◆ Given records
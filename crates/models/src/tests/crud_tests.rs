use anyhow::Result;
use chrono::{SubsecRound, Utc};
use migration::MigratorTrait;
use rust_decimal::Decimal;
use sea_orm::{ActiveModelTrait, DatabaseConnection, EntityTrait, ModelTrait, NotSet, Set};
use tokio::sync::OnceCell;

use crate::db::connect;
use crate::enums::{CategoryStatus, OrderStatus, PaymentMethod, PriorityLevel, ProductCategory};
use crate::{category, client, order, priority};

static MIGRATED: OnceCell<()> = OnceCell::const_new();

/// Connect and migrate once; `None` when no database is configured.
async fn setup_test_db() -> Result<Option<DatabaseConnection>> {
    let _ = dotenvy::dotenv();
    if std::env::var("SKIP_DB_TESTS").is_ok() || std::env::var("DATABASE_URL").is_err() {
        return Ok(None);
    }
    let db = connect().await?;
    MIGRATED
        .get_or_try_init(|| async { migration::Migrator::up(&db, None).await })
        .await?;
    Ok(Some(db))
}

#[tokio::test]
async fn test_category_crud() -> Result<()> {
    let Some(db) = setup_test_db().await? else { return Ok(()); };

    let now = Utc::now().trunc_subsecs(6).fixed_offset();
    let created = category::ActiveModel {
        id: NotSet,
        category: Set(ProductCategory::Books),
        description: Set(Some("Novels".into())),
        created_at: Set(now),
        updated_at: Set(now),
        status: Set(CategoryStatus::Active),
    }
    .insert(&db)
    .await?;
    assert!(created.id > 0);
    assert_eq!(created.created_at, created.updated_at);

    let found = category::Entity::find_by_id(created.id).one(&db).await?;
    assert_eq!(found.as_ref().map(|c| c.category), Some(ProductCategory::Books));

    category::Entity::delete_by_id(created.id).exec(&db).await?;
    assert!(category::Entity::find_by_id(created.id).one(&db).await?.is_none());
    Ok(())
}

#[tokio::test]
async fn test_order_with_client_and_priority() -> Result<()> {
    let Some(db) = setup_test_db().await? else { return Ok(()); };

    let now = Utc::now().trunc_subsecs(6).fixed_offset();
    let c = client::ActiveModel {
        id: NotSet,
        name: Set("Order Tester".into()),
        email: Set(format!("order_{}@example.com", now.timestamp_micros())),
        phone: Set(None),
        address: Set(None),
        created_at: Set(now),
        updated_at: Set(now),
    }
    .insert(&db)
    .await?;
    let p = priority::ActiveModel { id: NotSet, level: Set(PriorityLevel::High), description: Set(None) }
        .insert(&db)
        .await?;

    let o = order::ActiveModel {
        id: NotSet,
        client_id: Set(c.id),
        priority_id: Set(Some(p.id)),
        order_date: Set(now),
        delivery_date: Set(None),
        status: Set(OrderStatus::Pending),
        total_amount: Set(Decimal::new(4550, 2)),
        payment_method: Set(PaymentMethod::Cash),
        shipping_address: Set("Calle Mayor 1".into()),
        updated_at: Set(now),
        tracking_number: Set(None),
    }
    .insert(&db)
    .await?;
    assert_eq!(o.total_amount, Decimal::new(4550, 2));

    let owner = o.find_related(client::Entity).one(&db).await?;
    assert_eq!(owner.map(|x| x.id), Some(c.id));

    order::Entity::delete_by_id(o.id).exec(&db).await?;
    priority::Entity::delete_by_id(p.id).exec(&db).await?;
    client::Entity::delete_by_id(c.id).exec(&db).await?;
    Ok(())
}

◆ Exercise instructions
Wherever a line in the data above holds the word "description", copy that line.

◆ Result of this exercise
        description: Set(Some("Novels".into())),
    let p = priority::ActiveModel { id: NotSet, level: Set(PriorityLevel::High), description: Set(None) }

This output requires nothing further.